Но это был не плач. Это были стенания… За ними чувствовалась глубокая, изнуряющая боль.
Он чертыхнулся и отбросил одеяло. Подойдя к двери, осторожно взялся за ручку. Наверняка это она. Дверь бесшумно отворилась, и он вошел в спальню. Лунный свет узким лучом проникал сквозь окно, освещая кровать. Она была пуста.
И тут он увидел ее. Она стояла по другую сторону кровати и смотрела на нее. От ее стонов у него защемило сердце, хотя он мог поклясться, что она не открывала рта, и, казалось, не издавала ни звука. Но он слышал и плач, и стоны, они явственно звучали у него в голове. Звуки были такими тихими, что он не мог понять, как вообще мог их услышать из своей спальни. Девушка медленно раскачивалась в такт своим стонам и вдруг подняла голову и увидела его.
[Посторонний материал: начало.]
use core::f32::consts::TAU;

use rand::Rng;

use crate::coords::Vec2;

/// Shape from which spawn offsets are drawn.
#[derive(Debug, Copy, Clone, Default, Eq, PartialEq, Hash)]
pub enum AreaDistribution {
    /// Every particle spawns at the emitter position.
    #[default]
    None,
    /// Uniform over the rectangle `[-dx, dx] × [-dy, dy]`.
    Uniform,
    /// Gaussian with standard deviations `dx`, `dy`.
    Normal,
    /// Uniform over the filled ellipse with radii `dx`, `dy`.
    Ellipse,
    /// On the ellipse outline.
    BorderEllipse,
    /// On the rectangle outline.
    BorderRectangle,
}

/// Spawn area around the emitter.
#[derive(Debug, Copy, Clone, Default, PartialEq)]
pub struct EmissionArea {
    pub distribution: AreaDistribution,
    pub dx: f32,
    pub dy: f32,
    /// Rotation of the area, radians.
    pub angle: f32,
    /// Add the angle of the spawn offset to each particle's direction.
    pub direction_relative_to_center: bool,
}

impl EmissionArea {
    /// Draws one spawn offset relative to the emitter.
    pub fn sample<R: Rng + ?Sized>(&self, rng: &mut R) -> Vec2 {
        let (dx, dy) = (self.dx.abs(), self.dy.abs());
        let offset = match self.distribution {
            AreaDistribution::None => return Vec2::zero(),
            AreaDistribution::Uniform => {
                Vec2::new(uniform(rng, -dx, dx), uniform(rng, -dy, dy))
            }
            AreaDistribution::Normal => Vec2::new(gaussian(rng) * dx, gaussian(rng) * dy),
            AreaDistribution::Ellipse => {
                let a = uniform(rng, 0.0, TAU);
                let r = rng.r#gen::<f32>().sqrt();
                Vec2::new(dx * r * a.cos(), dy * r * a.sin())
            }
            AreaDistribution::BorderEllipse => {
                let a = uniform(rng, 0.0, TAU);
                Vec2::new(dx * a.cos(), dy * a.sin())
            }
            AreaDistribution::BorderRectangle => {
                rectangle_border(uniform(rng, 0.0, 4.0 * (dx + dy)), dx, dy)
            }
        };

        if self.angle != 0.0 { offset.rotated(self.angle) } else { offset }
    }
}

/// Uniform in `[min, max)`; either order is accepted.
#[inline]
pub(crate) fn uniform<R: Rng + ?Sized>(rng: &mut R, min: f32, max: f32) -> f32 {
    if min == max {
        return min;
    }
    min + (max - min) * rng.r#gen::<f32>()
}

/// Standard normal sample (Box–Muller).
fn gaussian<R: Rng + ?Sized>(rng: &mut R) -> f32 {
    let u1 = 1.0 - rng.r#gen::<f32>();
    let u2 = rng.r#gen::<f32>();
    (-2.0 * u1.ln()).sqrt() * (TAU * u2).cos()
}

/// Point at distance `d` along the outline of `[-dx, dx] × [-dy, dy]`,
/// walking clockwise (y down) from the top-left corner.
fn rectangle_border(d: f32, dx: f32, dy: f32) -> Vec2 {
    let (w, h) = (2.0 * dx, 2.0 * dy);
    if d < w {
        Vec2::new(-dx + d, -dy)
    } else if d < w + h {
        Vec2::new(dx, -dy + (d - w))
    } else if d < 2.0 * w + h {
        Vec2::new(dx - (d - w - h), dy)
    } else {
        Vec2::new(-dx, dy - (d - 2.0 * w - h))
    }
}

#[cfg(test)]
mod tests {
    use super::*;
    use rand::SeedableRng;
    use rand::rngs::StdRng;

    fn area(distribution: AreaDistribution, dx: f32, dy: f32) -> EmissionArea {
        EmissionArea { distribution, dx, dy, ..EmissionArea::default() }
    }

    // ── distributions ─────────────────────────────────────────────────────

    #[test]
    fn none_is_origin() {
        let mut rng = StdRng::seed_from_u64(1);
        assert_eq!(area(AreaDistribution::None, 5.0, 5.0).sample(&mut rng), Vec2::zero());
    }

    #[test]
    fn uniform_stays_in_rectangle() {
        let mut rng = StdRng::seed_from_u64(2);
        let a = area(AreaDistribution::Uniform, 4.0, 2.0);
        for _ in 0..500 {
            let p = a.sample(&mut rng);
            assert!(p.x.abs() <= 4.0 && p.y.abs() <= 2.0);
        }
    }

    #[test]
    fn ellipse_stays_inside() {
        let mut rng = StdRng::seed_from_u64(3);
        let a = area(AreaDistribution::Ellipse, 4.0, 2.0);
        for _ in 0..500 {
            let p = a.sample(&mut rng);
            assert!((p.x / 4.0).powi(2) + (p.y / 2.0).powi(2) <= 1.0 + 1e-4);
        }
    }

    #[test]
    fn border_ellipse_lies_on_outline() {
        let mut rng = StdRng::seed_from_u64(4);
        let a = area(AreaDistribution::BorderEllipse, 3.0, 3.0);
        for _ in 0..100 {
            assert!((a.sample(&mut rng).length() - 3.0).abs() < 1e-4);
        }
    }

    #[test]
    fn border_rectangle_lies_on_outline() {
        let mut rng = StdRng::seed_from_u64(5);
        let a = area(AreaDistribution::BorderRectangle, 4.0, 2.0);
        for _ in 0..500 {
            let p = a.sample(&mut rng);
            let on_vertical = (p.x.abs() - 4.0).abs() < 1e-4 && p.y.abs() <= 2.0 + 1e-4;
            let on_horizontal = (p.y.abs() - 2.0).abs() < 1e-4 && p.x.abs() <= 4.0 + 1e-4;
            assert!(on_vertical || on_horizontal, "{p:?}");
        }
    }

    #[test]
    fn rectangle_walk_corners() {
        assert_eq!(rectangle_border(0.0, 2.0, 1.0), Vec2::new(-2.0, -1.0));
        assert_eq!(rectangle_border(4.0, 2.0, 1.0), Vec2::new(2.0, -1.0));
        assert_eq!(rectangle_border(6.0, 2.0, 1.0), Vec2::new(2.0, 1.0));
        assert_eq!(rectangle_border(10.0, 2.0, 1.0), Vec2::new(-2.0, 1.0));
    }

    #[test]
    fn normal_is_roughly_centered() {
        let mut rng = StdRng::seed_from_u64(6);
        let a = area(AreaDistribution::Normal, 1.0, 1.0);
        let n = 4000;
        let mean = (0..n).map(|_| a.sample(&mut rng).x).sum::<f32>() / n as f32;
        assert!(mean.abs() < 0.1);
    }

    // ── rotation ──────────────────────────────────────────────────────────

    #[test]
    fn angle_rotates_offset() {
        let mut rng = StdRng::seed_from_u64(7);
        let a = EmissionArea {
            distribution: AreaDistribution::Uniform,
            dx: 3.0,
            dy: 0.0,
            angle: core::f32::consts::FRAC_PI_2,
            direction_relative_to_center: false,
        };
        for _ in 0..50 {
            let p = a.sample(&mut rng);
            assert!(p.x.abs() < 1e-4);
            assert!(p.y.abs() <= 3.0 + 1e-4);
        }
    }

    #[test]
    fn uniform_helper_accepts_reversed_bounds() {
        let mut rng = StdRng::seed_from_u64(8);
        for _ in 0..100 {
            let v = uniform(&mut rng, 5.0, -5.0);
            assert!((-5.0..=5.0).contains(&v));
        }
        assert_eq!(uniform(&mut rng, 2.0, 2.0), 2.0);
    }
}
Теперь она не двигалась. Он открыл рот и не смог ничего произнести. В следующее мгновение она исчезла, медленно растаяв, как бледная тень, в узком луче лунного света.
— Нет, — громко и внятно сказал Дуглас, опомнившись. — Нет, черт возьми! Я не верю в это!
Он обежал кровать. Александры не было. Черт возьми, ему привиделось все это, все. Просто он чувствовал себя виноватым, и под влиянием этого чувства в его мозгу родились такие странные видения.
Но где Александра? Черт возьми, как же ловко и быстро она спряталась! В спальне было немного мест, где можно было укрыться. Он поискал в гардеробе, потом опустился на колени и заглянул под кровать.
Ее там не было. Ее не было нигде. Сейчас — середина ночи. Где, черт возьми, она может быть?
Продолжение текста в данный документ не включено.